А в этом номере “гвоздем” был резкий, талантливо написанный фельетон “Андрюшка”, метивший прямехонько в директора.
Юнгмейстер молча взял журнал.
Он больше не распекал издателей, а созвал педагогический совет, который и исключил из гимназии обоих издателей».
Колю Корнейчукова директор мог исключить из гимназии еще до начала им издательской деятельности – после следующего случая, рассказанного Л. Р. Коганом:
«Однажды (это было еще до истории с журналом) Корнейчуков таинственно отозвал меня в сторону и вполголоса спросил:
– Ты знаешь, что в актовом зале университета профессор Ланге будет читать публичные лекции по философии?
Я об этом не знал.
– Нам только что об этом в классе сказал Юнгмейстер и заявил, что ученикам гимназии запрещается ходить на эти лекции.
– Всего будет четыре лекции, – сказал Корнейчуков, – Платон, Декарт, Спиноза, Кант. Пойти на все четыре мы не сможем.
Да, наше экономическое положение не позволяло и думать о покупке билетов на весь цикл.
…На философию я мог положить не более полтинника, Корнейчуков также не более того… После тщательного обсуждения этого вопроса в течение двух недель мы остановили свой выбор на Канте.
Корнейчуков вызвался достать билеты и действительно через несколько дней вручил мне драгоценный билет.
Благополучно проникнув в актовый зал университета, я уселся на свое место и стал оглядываться. Я заметил еще несколько личностей в странных одеяниях. Все это, конечно, переодетые гимназисты. Вскоре пришел и Корнейчуков. О, это было зрелище для богов! Короткие брюки, из-под которых вылезали не только ботинки, но и носки; а рукава пиджака чуть не до локтей.
На эстраду, где был приготовлен столик для лектора, вышел Николай Николаевич Ланге, очень ценимый и любимый студентами как серьезный ученый, талантливый лектор и прогрессивный деятель.
Во время перерыва мы осторожно выбрались в фойе… В фойе ходило много народу, но первое же лицо, которое бросилось нам в глаза, был Юнгмейстер. Заметив его, я тотчас нагнулся и юркнул в толпу, но долговязый и мешковатый Корнейчуков скрыться никак не смог. Ему только и осталось, что с любезной улыбкой раскланяться с Юнгмейстером при встрече… На следующий день директор разбранил Корнейчукова, который по обыкновению выслушал выговор молча, с видом страдающей невинности. Свое присутствие на лекции Ланге он объяснил желанием уяснить себе строку из “Евгения Онегина”, в которой о Ленском сказано, что он “поклонник Канта и поэт”».
В автобиографии Корней Иванович написал: «…Меня отдали в одесскую гимназию, из пятого класса которой я был несправедливо исключен». Нельзя не согласиться с писателем, действительно, Колю Корнейчукова выгнали из гимназии несправедливо.

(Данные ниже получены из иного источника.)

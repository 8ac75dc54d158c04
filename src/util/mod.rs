pub mod env;
pub mod telemetry;

/// Performs `&str` comparisons in constant time in an attempt to close any and all side-channels
/// that might leak information about our key
pub fn constant_time_cmp(a: &str, b: &str) -> bool {
    if a.len() != b.len() {
        return false;
    }

    let mut res = 0u8;

    // black_box both operands so the fold cannot be short-circuited out
    for (left, right) in a.bytes().zip(b.bytes()) {
        res |= std::hint::black_box(left) ^ std::hint::black_box(right);
    }

    res == 0
}

#[cfg(test)]
mod test {
    use super::*;

    #[test]
    fn test_const_time_cmp() {
        let expects = "test_string";
        let passing = "test_string";

        let bad_start = "__st_string";
        let bad_end = "test_str___";

        let short = "test_strin";
        let long = "test_string_";

        assert!(constant_time_cmp(expects, passing));
        assert!(!constant_time_cmp(expects, bad_start));
        assert!(!constant_time_cmp(expects, bad_end));
        assert!(!constant_time_cmp(expects, short));
        assert!(!constant_time_cmp(expects, long));
    }
}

Несправедливость состояла в том, что, если бы он был не сыном крестьянки-прачки да к тому же еще и «девицы», а, например, как его одноклассник Тюнтин, – сыном подполковницы, то за тот же самый проступок его, скорее всего, не стали бы исключать из гимназии. Но в автобиографию вкралась и неточность (вероятно, подвела память), не из пятого класса выгнали Колю Корнейчукова, а, как установила Наталья Панасенко, – из седьмого. Произошло это в 1898 году.